Note that I've run similar examples on my Windows 7 box at work and on my OS X laptop (Mountain Lion) at home to confirm this is not os-dependent.

Thanks,
Dale Smith
dtsmith at mindspring.com

mat <- cbind(rnorm(50), rnorm(50), rnorm(50))
y <- rnorm(50)

cppFunction('
List fastLm(NumericVector yr, NumericMatrix Xr) {
  int n = Xr.nrow(), k = Xr.ncol();
   
  arma::mat X(Xr.begin(), n, k, false); 
  arma::colvec y(yr.begin(), yr.size(), false);
   
  arma::colvec coef = arma::solve(X, y);
  arma::colvec resid = y - X*coef;

  arma::colvec ones = arma::ones<arma::colvec>(X.n_rows);
  X.insert_cols(1, ones);
   
  double sig2 = arma::as_scalar(arma::trans(resid)*resid/(n-k));
  arma::colvec stderrest = arma::sqrt(
       sig2 * arma::diagvec( arma::inv(arma::trans(X)*X)) );
   
  return List::create(Named("coefficients") = coef,
                      Named("stderr")       = stderrest);
}', depends = c("RcppArmadillo"))


cppFunction('
List fastLmMod(NumericVector yr, NumericMatrix Xr) {
  int n = Xr.nrow(), k = Xr.ncol();
   
  arma::mat X = Rcpp::as<arma::mat>(Xr);
  arma::colvec y(yr.begin(), yr.size(), false);
   
  arma::colvec ones = arma::ones<arma::colvec>(X.n_rows);
  X.insert_cols(0, ones);
   
  arma::colvec coef = arma::solve(X, y);
  arma::colvec resid = y - X*coef;

  double sig2 = arma::as_scalar(arma::trans(resid)*resid/(n-k));
  arma::colvec stderrest = arma::sqrt(
       sig2 * arma::diagvec( arma::inv(arma::trans(X)*X)) );
   
  return List::create(Named("coefficients") = coef,
                      Named("stderr")       = stderrest);
}', depends = c("RcppArmadillo"))

fastLm(y, mat) # error is "error: Mat::init(): mismatch between size of auxiliary memory and requested size"
fastLmMod(y, mat) # coefficients are -0.15785722, -0.05668155, 0.15409366, -0.10079147
lm(y ~ mat) # confirm fastLmMod via lm function in R

-------------- next part --------------
An HTML attachment was scrubbed...
URL: <http://lists.r-forge.r-project.org/pipermail/rcpp-devel/attachments/20130411/82463f3b/attachment.html>
#
Hi Dale,
On 11 April 2013 at 21:12, Dale Smith wrote:
| I had a problem this afternoon with an arma::mat constructor and the
| mat::insert_col method.

That is not a method I've used, I think, so I will defer comments.  
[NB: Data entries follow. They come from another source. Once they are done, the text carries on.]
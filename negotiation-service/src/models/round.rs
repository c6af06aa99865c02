use chrono::{DateTime, Utc};
use rust_decimal::Decimal;
use serde::{Deserialize, Serialize};

#[derive(Debug, Clone, Copy, PartialEq, Eq, Serialize, Deserialize)]
#[serde(rename_all = "snake_case")]
pub enum OfferType {
    Initial,
    Counter,
}

impl OfferType {
    pub fn as_str(&self) -> &'static str {
        match self {
            OfferType::Initial => "initial",
            OfferType::Counter => "counter",
        }
    }
}

#[derive(Debug, Clone, Copy, PartialEq, Eq, Serialize, Deserialize)]
#[serde(rename_all = "snake_case")]
pub enum RoundStatus {
    Pending,
    Received,
    Countered,
    Accepted,
    Rejected,
}

impl RoundStatus {
    pub fn as_str(&self) -> &'static str {
        match self {
            RoundStatus::Pending => "pending",
            RoundStatus::Received => "received",
            RoundStatus::Countered => "countered",
            RoundStatus::Accepted => "accepted",
            RoundStatus::Rejected => "rejected",
        }
    }
}

#[derive(Debug, Clone, Copy, Default, PartialEq, Eq, Serialize, Deserialize)]
#[serde(rename_all = "snake_case")]
pub enum Urgency {
    Low,
    #[default]
    Medium,
    High,
}

/// One offer/response exchange with a single supplier.
#[derive(Debug, Clone, Serialize, Deserialize)]
pub struct NegotiationRound {
    pub round_id: String,
    pub session_id: String,
    pub supplier_id: String,
    /// 1-based, contiguous per (session, supplier).
    pub round_number: u32,
    pub offer_type: OfferType,
    pub urgency: Urgency,
    /// Authoritative only once the round has left `Pending`. `None` after a
    /// response means the supplier made no offer.
    pub offered_price: Option<Decimal>,
    pub total_value: Option<Decimal>,
    pub counter_price: Option<Decimal>,
    pub justification: Option<String>,
    pub status: RoundStatus,
    pub created_at: DateTime<Utc>,
    pub response_received_at: Option<DateTime<Utc>>,
}

impl NegotiationRound {
    /// A received, positive price the buyer can counter or accept.
    pub fn live_offer(&self) -> Option<Decimal> {
        match (self.status, self.offered_price) {
            (RoundStatus::Received, Some(price)) if price > Decimal::ZERO => Some(price),
            _ => None,
        }
    }
}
Whenever I did what you do below (ie expand a N*k matrix with a standard
'iota' column for a constant in the regression) then I did so _before calling
the C++ code_ as can be seen in all versions of fastLm we shipped.

| Since I got the example from Dirk, I thought I would
| point out the problem I had and a solution. See

I am not sure I call that a "problem and a solution".  It is worth a
discussion on that page, possibly.  

It is a little like the clone() example I give in the Rcpp classes --
sometimes the side benefit of a copy is noticeable and even welcome -- as eg
here where you want to modify the data structure.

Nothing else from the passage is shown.